Tamsin Bishton, volunteer writer and editor, and part of the Sussex Mindfulness Centre community, writes about our twelfth annual conference. The report provides a flavour of the conference for those who couldn’t make it, and a happy reminder for those that did.

Open hearts and minds
The theme of this year’s Sussex Mindfulness Centre (SMC) annual conference was compassion and its power to transform. It was the twelfth conference the centre has held. As a participant, I felt the confidence that comes from hosting a space like this for more than a decade. That confidence – and the sight of more and more people turning up with open hearts and minds each year – was really present at the Friends Meeting House in the centre of Brighton.

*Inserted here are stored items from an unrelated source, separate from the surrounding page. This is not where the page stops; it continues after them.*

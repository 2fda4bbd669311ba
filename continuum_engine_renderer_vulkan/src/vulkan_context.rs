/// VulkanContext - Shared GPU state for all Vulkan objects
///
/// Contains everything needed for GPU operations:
/// - Device and acceleration structure loader for Vulkan API calls
/// - Allocator for memory management
/// - Queue for command submission
/// - Counters behind `GraphicsDevice::stats()`

use ash::vk;
use continuum_engine::continuum::render::DeviceStats;
use gpu_allocator::vulkan::Allocator;
use std::mem::ManuallyDrop;
use std::sync::atomic::{AtomicU64, Ordering};
use std::sync::Mutex;

/// Cumulative device counters
#[derive(Default)]
pub(crate) struct DeviceCounters {
    pub buffers_created: AtomicU64,
    pub acceleration_structures_created: AtomicU64,
    pub builds: AtomicU64,
    pub refits: AtomicU64,
}

impl DeviceCounters {
    pub fn snapshot(&self) -> DeviceStats {
        DeviceStats {
            buffers_created: self.buffers_created.load(Ordering::Relaxed),
            acceleration_structures_created: self.acceleration_structures_created.load(Ordering::Relaxed),
            builds: self.builds.load(Ordering::Relaxed),
            refits: self.refits.load(Ordering::Relaxed),
        }
    }
}

/// Shared GPU context for all Vulkan resources.
///
/// Shared (via `Arc`) by the device, command lists, buffers and acceleration
/// structures. The logical device and instance are destroyed when the last
/// owner goes away, so resources may outlive the `VulkanGraphicsDevice`.
pub struct VulkanContext {
    /// Vulkan logical device
    pub device: ash::Device,

    /// VK_KHR_acceleration_structure entry points
    pub acceleration_structure: ash::khr::acceleration_structure::Device,

    /// GPU memory allocator
    /// Wrapped in ManuallyDrop to ensure it's dropped BEFORE the device is destroyed
    pub allocator: ManuallyDrop<Mutex<Allocator>>,

    /// Compute-capable queue for acceleration structure builds
    pub queue: vk::Queue,

    /// Queue family index of `queue`
    pub queue_family: u32,

    /// minAccelerationStructureScratchOffsetAlignment
    pub scratch_alignment: u64,

    pub(crate) counters: DeviceCounters,

    /// Debug utils loader (for validation layers)
    pub(crate) debug_utils_loader: Option<ash::ext::debug_utils::Instance>,

    /// Debug messenger handle
    pub(crate) debug_messenger: Option<vk::DebugUtilsMessengerEXT>,

    instance: ash::Instance,

    /// Keeps the Vulkan library loaded
    _entry: ash::Entry,
}

impl VulkanContext {
    /// Create a new GPU context
    ///
    /// # Arguments
    ///
    /// * `entry` - Loaded Vulkan library
    /// * `instance` - Vulkan instance
    /// * `device` - Vulkan logical device (with VK_KHR_acceleration_structure enabled)
    /// * `allocator` - GPU memory allocator
    /// * `queue` - Queue for command submission
    /// * `queue_family` - Queue family index
    /// * `scratch_alignment` - Required alignment of scratch device addresses
    /// * `debug_utils_loader` - Debug utils loader (if validation enabled)
    /// * `debug_messenger` - Debug messenger handle (if validation enabled)
    #[allow(clippy::too_many_arguments)]
    pub fn new(
        entry: ash::Entry,
        instance: ash::Instance,
        device: ash::Device,
        allocator: Allocator,
        queue: vk::Queue,
        queue_family: u32,
        scratch_alignment: u64,
        debug_utils_loader: Option<ash::ext::debug_utils::Instance>,
        debug_messenger: Option<vk::DebugUtilsMessengerEXT>,
    ) -> Self {
        let acceleration_structure = ash::khr::acceleration_structure::Device::new(&instance, &device);
        Self {
            device,
            acceleration_structure,
            allocator: ManuallyDrop::new(Mutex::new(allocator)),
            queue,
            queue_family,
            scratch_alignment: scratch_alignment.max(1),
            counters: DeviceCounters::default(),
            debug_utils_loader,
            debug_messenger,
            instance,
            _entry: entry,
        }
    }

    /// Device address of `buffer` (created with SHADER_DEVICE_ADDRESS)
    pub fn buffer_address(&self, buffer: vk::Buffer) -> vk::DeviceAddress {
        let info = vk::BufferDeviceAddressInfo::default().buffer(buffer);
        unsafe { self.device.get_buffer_device_address(&info) }
    }
}

impl Drop for VulkanContext {
    fn drop(&mut self) {
        unsafe {
            self.device.device_wait_idle().ok();

            // 1. Drop allocator: free VkDeviceMemory pages BEFORE destroying device
            ManuallyDrop::drop(&mut self.allocator);

            // 2. Cleanup debug config to prevent callbacks during destruction
            #[cfg(feature = "vulkan-validation")]
            crate::debug::cleanup_debug_config();

            // 3. Destroy debug messenger BEFORE device and instance
            if let (Some(debug_utils), Some(messenger)) =
                (&self.debug_utils_loader, self.debug_messenger.take())
            {
                debug_utils.destroy_debug_utils_messenger(messenger, None);
            }

            // 4. Destroy device and instance
            self.device.destroy_device(None);
            self.instance.destroy_instance(None);
        }
    }
}
/// CommandList trait - for recording acceleration structure commands

use std::sync::Arc;
use crate::error::Result;
use crate::graphics_device::{AccelerationStructure, Buffer, PrimitiveAccelerationStructureDesc};

/// Command list for recording GPU commands (the frame's encoder)
///
/// Commands are recorded and later submitted via `GraphicsDevice::submit()`.
/// Recording never submits.
pub trait CommandList: Send + Sync {
    /// Begin recording commands
    ///
    /// Backends wait for the previous submission of this list before
    /// resetting it, so resources it referenced may be reused afterwards.
    fn begin(&mut self) -> Result<()>;

    /// End recording commands
    fn end(&mut self) -> Result<()>;

    /// Record a full build of `structure` from `desc`
    ///
    /// # Arguments
    ///
    /// * `structure` - Destination, created with a size from `acceleration_structure_sizes`
    /// * `desc` - Geometry to build from
    /// * `scratch` - Scratch buffer of at least `build_scratch_size` bytes
    fn build_acceleration_structure(
        &mut self,
        structure: &Arc<dyn AccelerationStructure>,
        desc: &PrimitiveAccelerationStructureDesc,
        scratch: &Arc<dyn Buffer>,
    ) -> Result<()>;

    /// Record a refit of `source` against updated geometry
    ///
    /// `source` must have been built with `AccelerationStructureUsage::REFIT`
    /// and the same geometry layout. Returns the handle holding the refitted
    /// structure, which may or may not be `source` itself.
    fn refit_acceleration_structure(
        &mut self,
        source: &Arc<dyn AccelerationStructure>,
        desc: &PrimitiveAccelerationStructureDesc,
        scratch: &Arc<dyn Buffer>,
    ) -> Result<Arc<dyn AccelerationStructure>>;
}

The gathering promised us space to explore how compassion can help transform our own difficult experiences, tricky relationships, and challenging workplaces. It also took on crises in wider society – conflict, social inequality, and climate change. In my experience of the day, it addressed all of this with gentleness and courage. Most importantly, it didn’t avoid asking each person there to consider how compassion could show up in our actions.
Compassionate hospitality and the courage to ask hard questions

In the opening session, the Centre’s co-lead Robert Marx helped us connect with compassion, as hospitality. His welcoming talk highlighted the direct philosophical connection between mindfulness practice and the centre’s efforts to include more people in its work. He spoke about mindfulness courses being offered to refugees in Brighton and Hove, and drew the audience’s applause as he rejected ideologies that exclude people from other nations from our compassion.
Clara Strass, co-lead with Robert, then highlighted a specific piece of research the centre is leading. It aims to understand why Mindfulness Based Cognitive Therapy (MBCT) is relatively under-prescribed to people suffering depression and anxiety, despite being recommended as an effective NHS treatment by NICE since 2004. The research asks a hard question: if we have so much evidence that mindfulness works, why aren’t we offering it to more people? What are the barriers?
Clara also announced that SMC will be renaming itself as the Sussex Mindfulness and Compassion Centre in the autumn. This felt very appropriate given the theme of the day – and the way that she and Robert had opened the gathering with such a focus on compassion as action, not just feeling.
Compassionate communications and relationality
The next part of the morning centred on compassionate ways of communicating and relating. Alison Evans and Pamela Duckerin spoke in the main hall about embodied dialogue as a practice to cultivate mindfulness, compassion, and wisdom in our relationships. Their talk gave helpful structure to how we might develop this as a skill. I’ll be taking it into my mindfulness teaching, my wider working relationships, and my personal life. You can see Alison and Pamela sharing the messages they wanted participants to take home here on Vimeo.
The final part of the morning was given over to workshops. I attended Georgie Payne and Lynn Ley’s session on mindfulness as a compassionate practice for supporting others and ourselves through bereavement. For me, this unpacked in a specific way much of what Alison and Pamela had spoken about. I found it particularly helpful to be reminded that bereavement takes many forms – the death of a loved one, of course, but also dramatic, permanent, and painful change. The opportunity to connect compassionately with this inevitable aspect of our lives was both supportive and appreciated.
Compassion from the personal to the global
After a gentle lunch break watching the waves on the beach with a friend, it was time for the extended talk from Paul Gilbert. Paul is a world expert on the treatment of depression. I’m one of the probably millions of people who have benefitted from his wisdom. I was prescribed Cognitive Behavioural Therapy (CBT) for my recurring depression in 2009, and the therapist I worked with helped me connect with Paul’s compassionate approach. I believe it was the perfect preparation for starting a course of MBCT in 2010 – a life-changing experience I’ve written about before.
Paul’s talk did not disappoint. It’s impossible to summarise in a short report. I’d recommend watching it. The full video will be available on our website in June. And you can see him sharing the message he wanted people to take home here on Vimeo. The most powerful idea I took from it was that we create the world with our minds. We all know the horrors that human beings have created by cultivating hate. Paul explained the neuroscience behind this – and behind something more hopeful. Although many mind states spark motivation in us – fear, competitiveness, sexual desire – it is only compassion that motivates us to lessen the suffering of others. If we want to respond to the increased hate and suffering in our world, we must actively cultivate compassion.
The afternoon workshop seemed to align perfectly with this theme. I joined Rosalie Dores for a session based on Joanna Macy’s Work That Reconnects – a mindful approach to working with ecological grief in service of active hope and climate action. It was beautifully facilitated. I connected deeply with my own grief and anxiety about the state of the world. But I left with compassion – for myself and my fellow beings – and a renewed sense of purpose about how I might take hopeful action toward a better future.
Gratitude
I left the conference feeling completely full from the compassionate sharing and learning that had happened through the day. There is much in the world right now that can leave us feeling scared, disconnected, and negative. A gathering like this helps balance those realities. I am so grateful that the Sussex Mindfulness Centre exists, and has found a way to navigate the complexity of these times to continue offering all that it does.